Director David Gelb adeptly crafts a nice balance between the chronicling of Jiro's life and masturbation material for foodies who will never make it to Japan. The verdantly orchestral soundtrack just rubs it in their faces.
But it's the familial bonds that Gelb captures which essay a dedication to an ethos of flawlessness that's nearly alien in America. One that drives the entire Ono family -- not to mention a cadre of willing followers, as Jiro still offers decade-long, totally free internships. It's a window into all of their lives through their food, and thus their culture, which makes Jiro Dreams of Sushi a compelling and visually unctuous slice-of-life.
Pass the sake.
Footnote
It might seem odd that a fictional, Israeli film about Talmudic scholarship offers many of the same lessons imparted by a real-life, Japanese sushi master. But at their cores Footnote and Jiro Dreams of Sushi embody the same themes of generational respect and resentment, societal ethics, and a dedication to rigorous knowledge in the service of discovering a metaphysical truth -- yin and yang, yet again.
Footnote is the tale of Eliezer Shkolnik (former stage comedian, Shlomo Bar Aba, not being funny here in the very least) and his son, Uriel (Lior Ashkenazi), both Talmudic researchers at the Hebrew University of Jerusalem.
Eli has spent his life as a philologist, dedicating most of it to the search for a European version of the Talmud. His 30-years of work are essentially scooped by his arch-nemesis, Yehuda Grossman (Micah Lewensohn), who just went to Italy and found a copy of the thing, catapulting Grossman to the top of the college hierarchy while Eli becomes an academic outcast, despite his scholarly rigor.

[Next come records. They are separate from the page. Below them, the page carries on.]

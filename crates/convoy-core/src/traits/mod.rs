//! Seams between the orchestrator and the outside world.

pub mod adapter;
pub mod clock;

pub use adapter::ServiceAdapter;
pub use clock::{Clock, ManualClock, SystemClock};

To make matters worse Eli's son, Uriel, has become a Talmudic rock star, writing books, appearing on television and earning an induction to the Israel Academy of Science and Humanities -- a Board his already disapproving father despises as much as he wishes he were a part of.

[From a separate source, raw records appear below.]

//! The orchestrator: drives every configured service through
//! lock, backup, apply, verify and unlock, in declared order.
//!
//! Services are processed strictly one after another. A failure stops the
//! run at the failing service; earlier services keep their new revisions and
//! later ones are not touched. Rolling back is always an explicit operator
//! action.

mod apply;
mod builder;
mod lease;
mod maintenance;
mod notifier;
mod plan;
mod report;
mod restore;
mod rollback;
mod run;
mod state;
mod status;

use std::sync::atomic::{AtomicBool, Ordering};
use std::sync::Arc;

use rustc_hash::FxHashMap;
use tracing::{info, warn};

use convoy_core::config::LockConfig;
use convoy_core::errors::{
    AdapterError, LockError, OrchestratorError, OrchestratorResult,
};
use convoy_core::traits::{Clock, ServiceAdapter};
use convoy_core::types::{
    display_revision, AdapterStatus, AuditOperation, AuditOutcome, BackupArtifact, ServiceId,
};
use convoy_core::ConvoyConfig;

use crate::audit::AuditLog;
use crate::backup::BackupManager;
use crate::lock::LockManager;

pub use builder::OrchestratorBuilder;
pub use notifier::{LogNotifier, RunNotifier};
pub use report::{BackupPointer, RunError, RunKind, RunReport, ServiceReport};
pub use state::ServiceState;
pub use status::{OverallStatus, ServiceStatus, StatusReport};

use lease::LockLease;
use run::{RunContext, ServiceRun};

/// Cooperative cancellation. Checked before each service and before each
/// revision; a revision already running is never interrupted.
#[derive(Debug, Clone, Default)]
pub struct CancelHandle(Arc<AtomicBool>);

impl CancelHandle {
    pub fn cancel(&self) {
        self.0.store(true, Ordering::SeqCst);
    }

    pub fn is_cancelled(&self) -> bool {
        self.0.load(Ordering::SeqCst)
    }

    pub fn reset(&self) {
        self.0.store(false, Ordering::SeqCst);
    }
}

pub struct Orchestrator {
    adapters: Vec<Arc<dyn ServiceAdapter>>,
    index: FxHashMap<ServiceId, usize>,
    locks: LockManager,
    backups: BackupManager,
    audit: AuditLog,
    clock: Arc<dyn Clock>,
    actor: String,
    lock_config: LockConfig,
    notifier: Arc<dyn RunNotifier>,
    cancel: CancelHandle,
}

impl Orchestrator {
    /// Build from a validated config with the default clock and notifier.
    pub fn from_config(config: &ConvoyConfig) -> OrchestratorResult<Self> {
        OrchestratorBuilder::from_config(config).build()
    }

    pub fn builder(state_dir: impl AsRef<std::path::Path>) -> OrchestratorBuilder {
        OrchestratorBuilder::new(state_dir)
    }

    /// Service ids in declared order.
    pub fn service_ids(&self) -> impl Iterator<Item = &ServiceId> {
        self.adapters.iter().map(|a| a.service_id())
    }

    pub fn adapter(&self, service: &ServiceId) -> OrchestratorResult<&Arc<dyn ServiceAdapter>> {
        self.index
            .get(service)
            .map(|&i| &self.adapters[i])
            .ok_or_else(|| OrchestratorError::UnknownService(service.clone()))
    }

    pub fn audit_log(&self) -> &AuditLog {
        &self.audit
    }

    pub fn backups(&self) -> &BackupManager {
        &self.backups
    }

    pub fn locks(&self) -> &LockManager {
        &self.locks
    }

    pub fn actor(&self) -> &str {
        &self.actor
    }

    pub fn cancel_handle(&self) -> CancelHandle {
        self.cancel.clone()
    }

    // ─── Shared step machinery ──────────────────────────────────────────

    /// Hold the service lock around `body`. The lock is released whatever
    /// `body` returns; the service ends DONE only if both succeeded.
    fn with_service_lock<F>(
        &self,
        ctx: &RunContext<'_>,
        svc: &mut ServiceRun,
        body: F,
    ) -> OrchestratorResult<()>
    where
        F: FnOnce(&mut ServiceRun, &mut LockLease<'_>) -> OrchestratorResult<()>,
    {
        svc.advance(ServiceState::Locking);
        let mut lease = self.acquire_lease(ctx, svc)?;
        let outcome = body(svc, &mut lease);
        if outcome.is_ok() {
            svc.advance(ServiceState::Unlocking);
        }
        let released = self.release_lease(ctx, svc, lease);
        let result = outcome.and(released);
        if result.is_ok() {
            svc.advance(ServiceState::Done);
        }
        result
    }

    fn acquire_lease<'s>(
        &'s self,
        ctx: &RunContext<'_>,
        svc: &mut ServiceRun,
    ) -> OrchestratorResult<LockLease<'s>> {
        let service = svc.id().clone();
        let attempts = self.lock_config.acquire_attempts.max(1);
        let mut attempt = 1;
        loop {
            match self.locks.acquire(&service, self.lock_config.ttl()) {
                Ok(grant) => {
                    if let Some(previous) = &grant.reclaimed {
                        ctx.record(
                            svc,
                            AuditOperation::Lock,
                            AuditOutcome::Reclaimed,
                            format!(
                                "expired lock of {} (expired {}) reclaimed",
                                previous.holder_id, previous.expires_at
                            ),
                        )?;
                    }
                    let lease = LockLease::new(&self.locks, self.clock.as_ref(), grant.token);
                    ctx.record(
                        svc,
                        AuditOperation::Lock,
                        AuditOutcome::Acquired,
                        format!("ttl {}s", self.lock_config.ttl_secs),
                    )?;
                    return Ok(lease);
                }
                Err(LockError::Held { .. }) if attempt < attempts => {
                    info!(service = %service, attempt, "Lock held, retrying");
                    attempt += 1;
                    std::thread::sleep(self.lock_config.retry_delay());
                }
                Err(e) => {
                    let outcome = match &e {
                        LockError::Held { .. } => AuditOutcome::Held,
                        _ => AuditOutcome::Failed,
                    };
                    ctx.record_failure(svc, AuditOperation::Lock, outcome, e.to_string());
                    return Err(e.into());
                }
            }
        }
    }

    fn release_lease(
        &self,
        ctx: &RunContext<'_>,
        svc: &mut ServiceRun,
        lease: LockLease<'_>,
    ) -> OrchestratorResult<()> {
        match lease.release() {
            Ok(()) => {
                ctx.record(svc, AuditOperation::Lock, AuditOutcome::Released, "")?;
                Ok(())
            }
            Err(e) => {
                ctx.record_failure(svc, AuditOperation::Lock, AuditOutcome::Failed, e.to_string());
                Err(e.into())
            }
        }
    }

    /// Fresh adapter status under the lock. Unreachable or inconsistent
    /// services stop the step here, before any mutation.
    fn locked_status(
        &self,
        ctx: &RunContext<'_>,
        adapter: &dyn ServiceAdapter,
        svc: &mut ServiceRun,
        operation: AuditOperation,
    ) -> OrchestratorResult<AdapterStatus> {
        let status = match adapter.status() {
            Ok(status) => status,
            Err(e) => {
                let outcome = match &e {
                    AdapterError::Unavailable { .. } => AuditOutcome::Unavailable,
                    _ => AuditOutcome::Failed,
                };
                ctx.record_failure(svc, operation, outcome, e.to_string());
                return Err(e.into());
            }
        };
        if let Some(reason) = status.inconsistency() {
            ctx.record_failure(svc, operation, AuditOutcome::Blocked, reason);
            return Err(AdapterError::Blocked {
                service: svc.id().clone(),
                reason: reason.to_string(),
            }
            .into());
        }
        Ok(status)
    }

    /// Pre-mutation snapshot. The lease is renewed between copy steps.
    fn snapshot(
        &self,
        ctx: &RunContext<'_>,
        adapter: &dyn ServiceAdapter,
        svc: &mut ServiceRun,
        lease: &mut LockLease<'_>,
    ) -> OrchestratorResult<BackupArtifact> {
        let result = {
            let mut heartbeat = || {
                lease
                    .renew_if_due()
                    .map(|_| ())
                    .map_err(|e| e.to_string())
            };
            self.backups.snapshot_with_heartbeat(
                adapter.service_id(),
                &ctx.run_id,
                adapter.backup_source(),
                &mut heartbeat,
            )
        };
        match result {
            Ok(artifact) => {
                svc.report.backup = Some(BackupPointer {
                    artifact_id: artifact.id.clone(),
                    storage_path: artifact.storage_path.clone(),
                });
                ctx.record(
                    svc,
                    AuditOperation::Backup,
                    AuditOutcome::Ok,
                    format!("{} ({} bytes)", artifact.id, artifact.size_bytes),
                )?;
                Ok(artifact)
            }
            Err(e) => {
                ctx.record_failure(svc, AuditOperation::Backup, AuditOutcome::Failed, e.to_string());
                Err(e.into())
            }
        }
    }

    /// Renew the lease if due; a lost lock stops the step before the next
    /// mutation.
    fn heartbeat(
        &self,
        ctx: &RunContext<'_>,
        svc: &mut ServiceRun,
        lease: &mut LockLease<'_>,
    ) -> OrchestratorResult<()> {
        match lease.renew_if_due() {
            Ok(_) => Ok(()),
            Err(e) => {
                warn!(service = %svc.id(), error = %e, "Lock lost mid-run");
                ctx.record_failure(svc, AuditOperation::Lock, AuditOutcome::Failed, e.to_string());
                Err(e.into())
            }
        }
    }

    fn check_cancelled(
        &self,
        ctx: &RunContext<'_>,
        svc: &mut ServiceRun,
        operation: AuditOperation,
    ) -> OrchestratorResult<()> {
        if !self.cancel.is_cancelled() {
            return Ok(());
        }
        let at = display_revision(svc.report.to.as_ref());
        ctx.record_failure(
            svc,
            operation,
            AuditOutcome::Cancelled,
            format!("stopped at {at}"),
        );
        Err(OrchestratorError::Cancelled {
            service: svc.id().clone(),
            at,
        })
    }

    /// Confirm the service sits at `expected` with consistent state.
    fn verify(
        &self,
        ctx: &RunContext<'_>,
        adapter: &dyn ServiceAdapter,
        svc: &mut ServiceRun,
        expected: Option<&convoy_core::types::RevisionId>,
    ) -> OrchestratorResult<()> {
        let status = match adapter.status() {
            Ok(status) => status,
            Err(e) => {
                ctx.record_failure(svc, AuditOperation::Verify, AuditOutcome::Failed, e.to_string());
                return Err(e.into());
            }
        };
        let actual = status.current();
        if actual == expected && status.is_consistent() {
            svc.report.to = actual.cloned();
            ctx.record(
                svc,
                AuditOperation::Verify,
                AuditOutcome::Ok,
                format!("at {}", display_revision(actual)),
            )?;
            return Ok(());
        }

        let actual_text = match status.inconsistency() {
            Some(reason) => format!("{} ({reason})", display_revision(actual)),
            None => display_revision(actual),
        };
        let err = OrchestratorError::VerificationMismatch {
            service: svc.id().clone(),
            expected: display_revision(expected),
            actual: actual_text,
        };
        ctx.record_failure(svc, AuditOperation::Verify, AuditOutcome::Mismatch, err.to_string());
        Err(err)
    }
}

Eli's resentment never seems to dull the respect that his son feels for the stoic, curmudgeonly scholar. So when Eli is mistakenly informed (to his long suffering delight) that he's been nominated for the Israel Award -- essentially the highest national honor -- instead of his son, Uriel, for whom it was actually meant, well, the shit winds up hitting the proverbial fan.
The fine performances from Bar Aba and Lewensohn aren't quite enough to offset the tonal inconsistencies of writer/director Joseph Ceder's sometimes jaunty and at other times dramatic narrative. Aba plays Eli as a nearly wordless douche, trashing his son in the press once he thinks he's earned his due despite Uriel's fealty to his father's unrecognized importance. How that unfolds in the plot renders neither character sympathetically, culminating in a dramatic resolution of unearned importance and ambiguity.
Ceder shoots a fine looking film, though one peppered with stylistic flourishes that further confuse the tone, veering between a near farcical comedy-of-errors and serious family drama. To its credit, Footnote never really drags or looks less than good. But it also never unifies its narrative, style and plotting in a truly organic way.
For all the conspiratorial talk of A Separation (an Iranian film) undeservedly beating out Footnote for this year's Oscar, it winds up being an ironic meta-statement that the better film actually won.